According to the method of the invention, the lockdown sleeve is fixed with respect to a subsea wellhead housing to prevent upward movement of a tubular hanger with respect to the wellhead housing. The method comprises providing a running tool, a lockdown sleeve, and a seal, and includes lowering the running tool, the lockdown sleeve, and the seal in open water to a subsea wellhead housing, locking the tool to an outer latching profile of the subsea wellhead housing, applying a downward force to set the seal, latching the sleeve to the wellhead housing, and retrieving the tool with the sleeve fixed to the subsea wellhead housing.

According to a preferred embodiment, the tool latching and unlatching mechanism effects a radial movement between latched and unlatched positions in response to axial movement of an actuator. The seal is preferably set by downward motion of the lockdown sleeve relative to the wellhead housing. In a suitable embodiment, the tool is hydraulically actuated and includes a fluid passageway through the running tool for testing the integrity of the seal and for relieving fluid pressure.

A significant advantage of the tool and the method is that high costs involved with a dedicated vessel and with expensive drill strings collars are avoided.

A further advantage of the invention is that the components of the invention are highly reliable and may be manufactured on an economical basis.

These and further features and advantages of this invention will become apparent from the following detailed description, wherein reference is made to the figures in the accompanying drawings.

FIG. 1 is a cross-sectional view of a running tool and lockdown sleeve positioned on a subsea wellhead.

FIG. 2 illustrates the tool axially secured to the subsea wellhead.

FIG. 3 illustrates the lockdown sleeve lowered to energize the seal ring.

FIG. 4 illustrates the lockdown sleeve locked to the subsea wellhead housing.

FIG. 5 illustrates the running tool unlocked from the wellhead housing.

FIG. 6 illustrates the running tool removed and the lockdown sleeve positioned above the casing hanger.

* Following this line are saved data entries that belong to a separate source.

//! Routes decoded server events to registered handlers.
//!
//! Handlers are registered per [`EventType`] (many per type) or as wildcards
//! that see every event. For each event, wildcard handlers run first in
//! registration order, then the type's handlers in registration order.
//!
//! Dispatch is synchronous: the connection's reader task calls
//! [`EventDispatcher::dispatch`] once per inbound frame and the whole chain
//! completes before the next frame is read. A panicking handler is caught
//! and logged; the rest of the chain still runs.
//!
//! Registrations live here and not on the transport, so they survive
//! reconnects.

use std::collections::HashMap;
use std::panic::{AssertUnwindSafe, catch_unwind};
use std::sync::{Arc, Weak};

use parking_lot::Mutex;
use syncboard_proto::event::{EventType, ServerEvent};

/// A registered event callback.
pub type Handler = Arc<dyn Fn(&ServerEvent) + Send + Sync>;

#[derive(Default)]
struct Registry {
    next_id: u64,
    typed: HashMap<EventType, Vec<(u64, Handler)>>,
    any: Vec<(u64, Handler)>,
}

impl Registry {
    fn allocate(&mut self) -> u64 {
        self.next_id += 1;
        self.next_id
    }
}

/// Capability returned by a subscribe call; removes exactly that
/// registration.
///
/// Dropping it without calling [`unsubscribe`](Self::unsubscribe) leaves the
/// handler registered.
pub struct Subscription {
    registry: Weak<Mutex<Registry>>,
    key: Option<EventType>,
    id: u64,
}

impl std::fmt::Debug for Subscription {
    fn fmt(&self, f: &mut std::fmt::Formatter<'_>) -> std::fmt::Result {
        f.debug_struct("Subscription")
            .field("key", &self.key)
            .field("id", &self.id)
            .finish_non_exhaustive()
    }
}

impl Subscription {
    /// Removes the handler. Has no effect if the dispatcher is gone.
    pub fn unsubscribe(self) {
        let Some(registry) = self.registry.upgrade() else {
            return;
        };
        let mut registry = registry.lock();
        let list = match self.key {
            Some(event_type) => registry.typed.get_mut(&event_type),
            None => Some(&mut registry.any),
        };
        if let Some(list) = list {
            list.retain(|(id, _)| *id != self.id);
        }
    }
}

/// Fan-out of inbound events to handlers. Cheap to clone; clones share
/// registrations.
#[derive(Clone, Default)]
pub struct EventDispatcher {
    registry: Arc<Mutex<Registry>>,
}

impl std::fmt::Debug for EventDispatcher {
    fn fmt(&self, f: &mut std::fmt::Formatter<'_>) -> std::fmt::Result {
        f.debug_struct("EventDispatcher")
            .field("handlers", &self.handler_count())
            .finish()
    }
}

impl EventDispatcher {
    /// Creates a dispatcher with no handlers.
    #[must_use]
    pub fn new() -> Self {
        Self::default()
    }

    /// Registers `handler` for events of `event_type`.
    pub fn subscribe<F>(&self, event_type: EventType, handler: F) -> Subscription
    where
        F: Fn(&ServerEvent) + Send + Sync + 'static,
    {
        let mut registry = self.registry.lock();
        let id = registry.allocate();
        registry
            .typed
            .entry(event_type)
            .or_default()
            .push((id, Arc::new(handler)));
        Subscription {
            registry: Arc::downgrade(&self.registry),
            key: Some(event_type),
            id,
        }
    }

    /// Registers `handler` for every event.
    pub fn subscribe_any<F>(&self, handler: F) -> Subscription
    where
        F: Fn(&ServerEvent) + Send + Sync + 'static,
    {
        let mut registry = self.registry.lock();
        let id = registry.allocate();
        registry.any.push((id, Arc::new(handler)));
        Subscription {
            registry: Arc::downgrade(&self.registry),
            key: None,
            id,
        }
    }

    /// Number of live registrations, wildcards included.
    #[must_use]
    pub fn handler_count(&self) -> usize {
        let registry = self.registry.lock();
        registry.any.len() + registry.typed.values().map(Vec::len).sum::<usize>()
    }

    /// Runs the handler chain for `event`. Returns how many handlers ran
    /// to completion.
    ///
    /// The chain is snapshotted before the first handler runs, so handlers
    /// may subscribe or unsubscribe without deadlocking; such changes take
    /// effect from the next event.
    pub fn dispatch(&self, event: &ServerEvent) -> usize {
        let chain: Vec<Handler> = {
            let registry = self.registry.lock();
            registry
                .any
                .iter()
                .chain(registry.typed.get(&event.event_type()).into_iter().flatten())
                .map(|(_, handler)| Arc::clone(handler))
                .collect()
        };

        let mut completed = 0;
        for handler in chain {
            match catch_unwind(AssertUnwindSafe(|| handler(event))) {
                Ok(()) => completed += 1,
                Err(payload) => {
                    tracing::error!(
                        event_type = %event.event_type(),
                        panic = %panic_message(payload.as_ref()),
                        "event handler panicked"
                    );
                }
            }
        }
        completed
    }
}

fn panic_message(payload: &(dyn std::any::Any + Send)) -> String {
    if let Some(text) = payload.downcast_ref::<&'static str>() {
        (*text).to_string()
    } else if let Some(text) = payload.downcast_ref::<String>() {
        text.clone()
    } else {
        "non-string panic payload".to_string()
    }
}

#[cfg(test)]
mod tests {
    use super::*;
    use syncboard_proto::model::Board;

    fn sync_event() -> ServerEvent {
        ServerEvent::BoardSync {
            board: Board::new("b1", "Board"),
        }
    }

    fn left_event() -> ServerEvent {
        ServerEvent::PresenceLeft {
            user_id: "u1".into(),
        }
    }

    type Log = Arc<Mutex<Vec<&'static str>>>;

    fn recorder(log: &Log, tag: &'static str) -> impl Fn(&ServerEvent) + Send + Sync + 'static {
        let log = Arc::clone(log);
        move |_| log.lock().push(tag)
    }

    #[test]
    fn wildcards_run_before_typed_in_registration_order() {
        let dispatcher = EventDispatcher::new();
        let log: Log = Arc::default();
        dispatcher.subscribe(EventType::BoardSync, recorder(&log, "typed-1"));
        dispatcher.subscribe_any(recorder(&log, "any-1"));
        dispatcher.subscribe(EventType::BoardSync, recorder(&log, "typed-2"));
        dispatcher.subscribe_any(recorder(&log, "any-2"));

        assert_eq!(dispatcher.dispatch(&sync_event()), 4);
        assert_eq!(*log.lock(), ["any-1", "any-2", "typed-1", "typed-2"]);
    }

    #[test]
    fn typed_handlers_only_see_their_type() {
        let dispatcher = EventDispatcher::new();
        let log: Log = Arc::default();
        dispatcher.subscribe(EventType::BoardSync, recorder(&log, "sync"));
        dispatcher.subscribe(EventType::PresenceLeft, recorder(&log, "left"));

        dispatcher.dispatch(&left_event());
        assert_eq!(*log.lock(), ["left"]);
    }

    #[test]
    fn unsubscribe_removes_exactly_one_registration() {
        let dispatcher = EventDispatcher::new();
        let log: Log = Arc::default();
        let first = dispatcher.subscribe(EventType::BoardSync, recorder(&log, "a"));
        dispatcher.subscribe(EventType::BoardSync, recorder(&log, "b"));
        let wildcard = dispatcher.subscribe_any(recorder(&log, "w"));
        assert_eq!(dispatcher.handler_count(), 3);

        first.unsubscribe();
        wildcard.unsubscribe();
        assert_eq!(dispatcher.handler_count(), 1);

        dispatcher.dispatch(&sync_event());
        assert_eq!(*log.lock(), ["b"]);
    }

    #[test]
    fn panicking_handler_is_isolated() {
        let dispatcher = EventDispatcher::new();
        let log: Log = Arc::default();
        dispatcher.subscribe(EventType::BoardSync, |_| panic!("boom"));
        dispatcher.subscribe(EventType::BoardSync, recorder(&log, "after"));

        assert_eq!(dispatcher.dispatch(&sync_event()), 1);
        assert_eq!(dispatcher.dispatch(&sync_event()), 1);
        assert_eq!(*log.lock(), ["after", "after"]);
    }

    #[test]
    fn handler_may_unsubscribe_itself_during_dispatch() {
        let dispatcher = EventDispatcher::new();
        let slot: Arc<Mutex<Option<Subscription>>> = Arc::default();
        let hits = Arc::new(Mutex::new(0));

        let slot_in = Arc::clone(&slot);
        let hits_in = Arc::clone(&hits);
        let sub = dispatcher.subscribe(EventType::BoardSync, move |_| {
            *hits_in.lock() += 1;
            if let Some(sub) = slot_in.lock().take() {
                sub.unsubscribe();
            }
        });
        *slot.lock() = Some(sub);

        dispatcher.dispatch(&sync_event());
        dispatcher.dispatch(&sync_event());
        assert_eq!(*hits.lock(), 1);
        assert_eq!(dispatcher.handler_count(), 0);
    }

    #[test]
    fn unsubscribe_after_dispatcher_dropped_is_harmless() {
        let dispatcher = EventDispatcher::new();
        let sub = dispatcher.subscribe_any(|_| {});
        drop(dispatcher);
        sub.unsubscribe();
    }

    #[test]
    fn clones_share_registrations() {
        let dispatcher = EventDispatcher::new();
        let clone = dispatcher.clone();
        clone.subscribe_any(|_| {});
        assert_eq!(dispatcher.handler_count(), 1);
    }
}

FIG. 7 illustrates an alternative arrangement for axially securing the running tool to the subsea wellhead.

By landing on the last casing hanger and locking into the subsea wellhead running profile, or into the horizontal tree grooves, the lockdown sleeve (LDS) preloads all of the wellhead components into the bottom of the wellhead. This minimizes the stress induced from thrust loads and thermal loads on the wellhead system throughout the life of the system, and increases the useful service life. A preferred LDS incorporates a tieback profile and a running groove near the top. A seal ring may be mounted on the OD of the LDS to seal against a shoulder on the casing hanger to isolate the production casing bore from the rest of the wellhead components.

In accordance with this invention, the LDS may be run in open water without a riser system or BOP stack and may be landed, locked and tested in open water. The open water running tool (OWRT) has a latching mechanism that axially locks the tool to the OD of the subsea wellhead housing. This latching function may be actuated by hydraulic pressure to cylinders that move a sleeve over a locking device, such as dogs, a split ring, or shear pins. The running tool may have an internal piston that will set the LDS seal without the need for a BOP to lockdown the LDS, then enable retrieval of the LDS.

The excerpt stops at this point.